=== Data to process ===

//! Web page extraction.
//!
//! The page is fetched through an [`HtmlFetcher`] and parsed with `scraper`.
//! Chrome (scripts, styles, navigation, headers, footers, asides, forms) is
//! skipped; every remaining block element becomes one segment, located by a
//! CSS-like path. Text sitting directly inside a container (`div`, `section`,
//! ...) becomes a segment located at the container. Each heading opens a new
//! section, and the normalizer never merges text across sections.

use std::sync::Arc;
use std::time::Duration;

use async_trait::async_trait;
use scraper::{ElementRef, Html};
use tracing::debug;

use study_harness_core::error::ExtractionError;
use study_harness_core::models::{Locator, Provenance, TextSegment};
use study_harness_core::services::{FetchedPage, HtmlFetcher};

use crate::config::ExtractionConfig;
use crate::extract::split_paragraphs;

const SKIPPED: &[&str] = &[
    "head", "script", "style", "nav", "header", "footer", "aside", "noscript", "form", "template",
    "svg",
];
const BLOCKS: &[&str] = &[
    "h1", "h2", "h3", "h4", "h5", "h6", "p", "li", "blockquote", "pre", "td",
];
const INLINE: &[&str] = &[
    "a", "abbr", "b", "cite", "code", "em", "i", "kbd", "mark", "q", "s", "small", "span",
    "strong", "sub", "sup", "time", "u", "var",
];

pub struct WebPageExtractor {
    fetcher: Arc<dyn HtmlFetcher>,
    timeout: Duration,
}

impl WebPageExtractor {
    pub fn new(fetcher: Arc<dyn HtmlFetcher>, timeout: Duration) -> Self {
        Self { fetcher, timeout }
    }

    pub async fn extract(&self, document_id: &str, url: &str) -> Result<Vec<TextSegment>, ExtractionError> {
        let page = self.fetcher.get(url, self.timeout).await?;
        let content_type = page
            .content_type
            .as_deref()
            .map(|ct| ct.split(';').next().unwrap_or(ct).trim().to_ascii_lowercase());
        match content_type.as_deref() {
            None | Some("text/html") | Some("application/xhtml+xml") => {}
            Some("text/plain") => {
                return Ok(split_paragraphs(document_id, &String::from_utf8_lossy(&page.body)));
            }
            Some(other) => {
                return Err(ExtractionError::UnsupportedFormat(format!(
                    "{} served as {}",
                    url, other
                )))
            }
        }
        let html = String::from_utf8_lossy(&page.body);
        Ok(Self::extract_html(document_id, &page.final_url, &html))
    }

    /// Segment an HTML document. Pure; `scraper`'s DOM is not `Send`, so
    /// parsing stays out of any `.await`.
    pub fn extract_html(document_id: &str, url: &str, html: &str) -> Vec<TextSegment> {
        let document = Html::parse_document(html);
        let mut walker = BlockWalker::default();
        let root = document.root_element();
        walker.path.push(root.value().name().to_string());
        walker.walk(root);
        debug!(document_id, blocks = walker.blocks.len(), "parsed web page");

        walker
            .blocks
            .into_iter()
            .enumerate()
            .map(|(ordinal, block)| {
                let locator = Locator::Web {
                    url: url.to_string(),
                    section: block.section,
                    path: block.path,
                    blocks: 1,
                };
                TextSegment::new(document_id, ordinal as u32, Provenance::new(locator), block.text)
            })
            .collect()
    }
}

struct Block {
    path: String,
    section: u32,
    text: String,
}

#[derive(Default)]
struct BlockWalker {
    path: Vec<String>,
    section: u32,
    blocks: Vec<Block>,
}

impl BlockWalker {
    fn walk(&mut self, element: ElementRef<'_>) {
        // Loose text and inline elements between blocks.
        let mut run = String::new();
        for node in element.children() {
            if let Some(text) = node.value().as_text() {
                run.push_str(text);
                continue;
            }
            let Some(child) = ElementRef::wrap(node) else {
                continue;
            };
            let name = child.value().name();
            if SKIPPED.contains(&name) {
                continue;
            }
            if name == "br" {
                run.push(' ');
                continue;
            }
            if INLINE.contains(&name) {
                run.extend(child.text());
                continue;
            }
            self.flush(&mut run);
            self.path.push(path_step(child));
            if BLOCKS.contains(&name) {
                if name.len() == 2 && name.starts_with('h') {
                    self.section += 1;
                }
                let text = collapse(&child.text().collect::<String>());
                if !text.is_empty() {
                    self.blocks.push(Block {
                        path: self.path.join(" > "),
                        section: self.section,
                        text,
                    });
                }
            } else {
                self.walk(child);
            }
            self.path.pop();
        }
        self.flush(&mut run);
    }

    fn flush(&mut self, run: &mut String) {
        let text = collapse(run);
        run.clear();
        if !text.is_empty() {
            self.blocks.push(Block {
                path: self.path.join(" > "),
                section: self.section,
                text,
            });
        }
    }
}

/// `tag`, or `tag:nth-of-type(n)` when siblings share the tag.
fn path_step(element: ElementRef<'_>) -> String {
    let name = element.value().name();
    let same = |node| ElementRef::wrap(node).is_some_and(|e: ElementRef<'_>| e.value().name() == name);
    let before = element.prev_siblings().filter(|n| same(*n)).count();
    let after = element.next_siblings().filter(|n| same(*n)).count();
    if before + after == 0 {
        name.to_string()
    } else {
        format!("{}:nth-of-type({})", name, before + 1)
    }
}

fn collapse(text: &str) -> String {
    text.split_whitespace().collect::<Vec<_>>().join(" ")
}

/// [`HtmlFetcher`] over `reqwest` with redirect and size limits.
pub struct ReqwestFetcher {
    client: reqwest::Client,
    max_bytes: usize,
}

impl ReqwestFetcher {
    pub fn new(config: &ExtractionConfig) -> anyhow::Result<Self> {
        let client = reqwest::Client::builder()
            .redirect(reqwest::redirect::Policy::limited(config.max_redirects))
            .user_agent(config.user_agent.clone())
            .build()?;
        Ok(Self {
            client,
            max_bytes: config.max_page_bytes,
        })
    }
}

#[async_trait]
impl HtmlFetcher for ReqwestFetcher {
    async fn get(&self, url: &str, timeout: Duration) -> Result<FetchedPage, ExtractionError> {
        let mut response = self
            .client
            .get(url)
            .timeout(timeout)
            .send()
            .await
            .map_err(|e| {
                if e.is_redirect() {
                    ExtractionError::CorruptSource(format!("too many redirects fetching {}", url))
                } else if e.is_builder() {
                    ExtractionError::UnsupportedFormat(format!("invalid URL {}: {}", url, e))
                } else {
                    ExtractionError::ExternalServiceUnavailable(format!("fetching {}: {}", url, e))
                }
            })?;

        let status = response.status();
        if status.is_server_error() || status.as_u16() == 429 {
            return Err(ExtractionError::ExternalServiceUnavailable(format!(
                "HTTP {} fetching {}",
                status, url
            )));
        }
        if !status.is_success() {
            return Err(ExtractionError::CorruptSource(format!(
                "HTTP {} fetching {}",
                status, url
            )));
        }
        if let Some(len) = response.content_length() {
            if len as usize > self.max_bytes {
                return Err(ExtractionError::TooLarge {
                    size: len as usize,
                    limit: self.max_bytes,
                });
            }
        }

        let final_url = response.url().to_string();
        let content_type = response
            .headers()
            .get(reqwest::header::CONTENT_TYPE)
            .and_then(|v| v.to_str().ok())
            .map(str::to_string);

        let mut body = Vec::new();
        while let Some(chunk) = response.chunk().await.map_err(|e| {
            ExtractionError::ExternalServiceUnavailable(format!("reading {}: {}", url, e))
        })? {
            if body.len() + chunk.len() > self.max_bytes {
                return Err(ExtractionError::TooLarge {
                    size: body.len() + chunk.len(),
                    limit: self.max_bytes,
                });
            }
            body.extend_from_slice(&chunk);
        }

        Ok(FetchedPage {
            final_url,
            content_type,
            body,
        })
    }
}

===
=== Data to process ===

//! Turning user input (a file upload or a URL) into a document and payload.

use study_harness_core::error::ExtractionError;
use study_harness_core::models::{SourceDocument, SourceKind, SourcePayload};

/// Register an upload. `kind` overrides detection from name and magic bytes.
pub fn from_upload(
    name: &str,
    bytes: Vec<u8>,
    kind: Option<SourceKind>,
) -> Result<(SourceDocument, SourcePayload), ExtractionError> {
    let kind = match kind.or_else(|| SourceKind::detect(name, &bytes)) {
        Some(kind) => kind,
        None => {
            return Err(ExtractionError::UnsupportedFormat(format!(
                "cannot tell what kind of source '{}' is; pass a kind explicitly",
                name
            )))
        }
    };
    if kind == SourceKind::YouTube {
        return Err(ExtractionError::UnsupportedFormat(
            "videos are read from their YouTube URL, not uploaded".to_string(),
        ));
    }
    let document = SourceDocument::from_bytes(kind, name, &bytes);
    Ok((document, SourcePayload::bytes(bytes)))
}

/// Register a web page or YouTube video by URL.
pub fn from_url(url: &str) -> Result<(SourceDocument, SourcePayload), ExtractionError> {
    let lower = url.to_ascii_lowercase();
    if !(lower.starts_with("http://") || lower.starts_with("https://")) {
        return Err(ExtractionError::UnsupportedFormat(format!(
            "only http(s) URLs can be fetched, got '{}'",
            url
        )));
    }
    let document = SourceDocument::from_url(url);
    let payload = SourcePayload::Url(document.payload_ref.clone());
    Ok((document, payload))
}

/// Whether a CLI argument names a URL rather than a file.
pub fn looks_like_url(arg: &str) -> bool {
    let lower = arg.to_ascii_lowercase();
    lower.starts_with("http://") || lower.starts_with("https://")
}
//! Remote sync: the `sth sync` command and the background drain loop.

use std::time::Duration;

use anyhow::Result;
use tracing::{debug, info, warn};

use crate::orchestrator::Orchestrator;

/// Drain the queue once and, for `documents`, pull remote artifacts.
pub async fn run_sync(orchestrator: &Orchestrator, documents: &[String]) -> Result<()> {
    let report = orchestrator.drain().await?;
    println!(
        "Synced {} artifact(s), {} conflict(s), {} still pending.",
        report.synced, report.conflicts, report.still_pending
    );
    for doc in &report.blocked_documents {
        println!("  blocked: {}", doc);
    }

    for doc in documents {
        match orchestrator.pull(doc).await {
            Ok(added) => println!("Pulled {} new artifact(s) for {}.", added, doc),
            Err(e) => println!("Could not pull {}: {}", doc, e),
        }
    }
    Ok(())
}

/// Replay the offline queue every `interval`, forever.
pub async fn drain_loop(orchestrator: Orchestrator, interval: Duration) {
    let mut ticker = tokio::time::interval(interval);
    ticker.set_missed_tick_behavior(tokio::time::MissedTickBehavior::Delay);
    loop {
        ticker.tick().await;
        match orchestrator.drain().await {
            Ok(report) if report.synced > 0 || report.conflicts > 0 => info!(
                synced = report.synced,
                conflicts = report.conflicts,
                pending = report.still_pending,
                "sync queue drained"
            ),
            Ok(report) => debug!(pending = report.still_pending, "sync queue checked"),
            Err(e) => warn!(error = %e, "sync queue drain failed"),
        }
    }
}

===
=== Data to process ===

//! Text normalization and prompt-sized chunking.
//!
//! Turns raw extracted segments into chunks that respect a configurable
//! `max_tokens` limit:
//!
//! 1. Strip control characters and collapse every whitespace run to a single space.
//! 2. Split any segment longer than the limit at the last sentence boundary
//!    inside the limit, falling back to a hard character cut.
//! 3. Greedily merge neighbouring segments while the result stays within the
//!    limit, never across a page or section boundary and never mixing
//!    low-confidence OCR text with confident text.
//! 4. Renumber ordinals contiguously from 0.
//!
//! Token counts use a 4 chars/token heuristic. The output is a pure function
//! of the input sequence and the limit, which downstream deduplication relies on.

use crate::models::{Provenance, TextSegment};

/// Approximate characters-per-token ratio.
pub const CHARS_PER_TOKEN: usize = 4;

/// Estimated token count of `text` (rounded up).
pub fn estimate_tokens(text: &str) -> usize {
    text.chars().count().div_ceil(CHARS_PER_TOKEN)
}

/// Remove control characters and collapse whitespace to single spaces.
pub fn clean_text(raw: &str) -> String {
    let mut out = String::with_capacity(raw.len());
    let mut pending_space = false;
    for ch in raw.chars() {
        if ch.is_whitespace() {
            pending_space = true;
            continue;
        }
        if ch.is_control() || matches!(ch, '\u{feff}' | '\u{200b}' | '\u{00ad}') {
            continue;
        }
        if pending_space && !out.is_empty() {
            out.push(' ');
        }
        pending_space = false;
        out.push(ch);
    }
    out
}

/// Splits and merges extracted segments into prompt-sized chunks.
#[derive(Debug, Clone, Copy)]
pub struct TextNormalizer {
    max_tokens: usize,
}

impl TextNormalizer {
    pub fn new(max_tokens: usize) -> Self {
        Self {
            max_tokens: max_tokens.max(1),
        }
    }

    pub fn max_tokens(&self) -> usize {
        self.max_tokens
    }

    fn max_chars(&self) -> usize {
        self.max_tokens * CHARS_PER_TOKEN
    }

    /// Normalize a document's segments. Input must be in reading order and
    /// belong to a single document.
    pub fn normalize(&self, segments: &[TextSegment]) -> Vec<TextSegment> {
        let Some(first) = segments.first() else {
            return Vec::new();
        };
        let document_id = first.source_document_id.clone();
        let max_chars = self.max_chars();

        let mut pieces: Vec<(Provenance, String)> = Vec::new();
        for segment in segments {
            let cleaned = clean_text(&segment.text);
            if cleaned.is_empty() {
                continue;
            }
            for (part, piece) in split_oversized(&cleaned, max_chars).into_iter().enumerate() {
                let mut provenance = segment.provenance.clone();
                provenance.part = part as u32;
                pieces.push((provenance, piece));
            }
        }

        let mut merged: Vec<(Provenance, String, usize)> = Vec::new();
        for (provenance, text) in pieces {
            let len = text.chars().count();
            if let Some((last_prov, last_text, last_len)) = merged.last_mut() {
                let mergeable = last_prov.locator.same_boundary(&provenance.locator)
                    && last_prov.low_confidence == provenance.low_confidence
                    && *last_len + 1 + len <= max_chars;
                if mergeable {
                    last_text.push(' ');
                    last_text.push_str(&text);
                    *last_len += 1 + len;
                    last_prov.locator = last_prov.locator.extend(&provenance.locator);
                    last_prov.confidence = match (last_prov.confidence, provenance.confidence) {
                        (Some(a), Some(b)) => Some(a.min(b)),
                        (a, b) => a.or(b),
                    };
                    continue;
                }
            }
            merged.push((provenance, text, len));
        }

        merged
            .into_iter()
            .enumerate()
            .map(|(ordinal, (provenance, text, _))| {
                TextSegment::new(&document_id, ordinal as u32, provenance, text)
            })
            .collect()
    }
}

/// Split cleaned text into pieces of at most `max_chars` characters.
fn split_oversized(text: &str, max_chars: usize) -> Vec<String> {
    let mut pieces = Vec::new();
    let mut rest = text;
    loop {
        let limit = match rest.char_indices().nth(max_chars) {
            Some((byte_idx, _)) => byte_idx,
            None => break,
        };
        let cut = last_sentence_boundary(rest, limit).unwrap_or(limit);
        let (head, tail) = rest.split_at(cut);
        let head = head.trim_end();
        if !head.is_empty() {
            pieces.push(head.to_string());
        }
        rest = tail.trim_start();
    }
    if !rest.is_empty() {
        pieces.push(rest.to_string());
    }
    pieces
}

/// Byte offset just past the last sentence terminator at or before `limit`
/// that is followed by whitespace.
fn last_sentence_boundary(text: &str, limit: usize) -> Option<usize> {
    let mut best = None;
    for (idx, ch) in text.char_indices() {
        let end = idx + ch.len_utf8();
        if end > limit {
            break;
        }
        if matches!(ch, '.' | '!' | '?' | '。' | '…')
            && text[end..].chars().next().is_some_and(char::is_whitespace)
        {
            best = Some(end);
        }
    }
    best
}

===

Your assignment:
Within the listing above, locate the line containing "a single document." and the line containing "let max_chars = self.max_chars();". Reproduce those two lines and all lines between them exactly, with nothing added.

Task output:
    /// belong to a single document.
    pub fn normalize(&self, segments: &[TextSegment]) -> Vec<TextSegment> {
        let Some(first) = segments.first() else {
            return Vec::new();
        };
        let document_id = first.source_document_id.clone();
        let max_chars = self.max_chars();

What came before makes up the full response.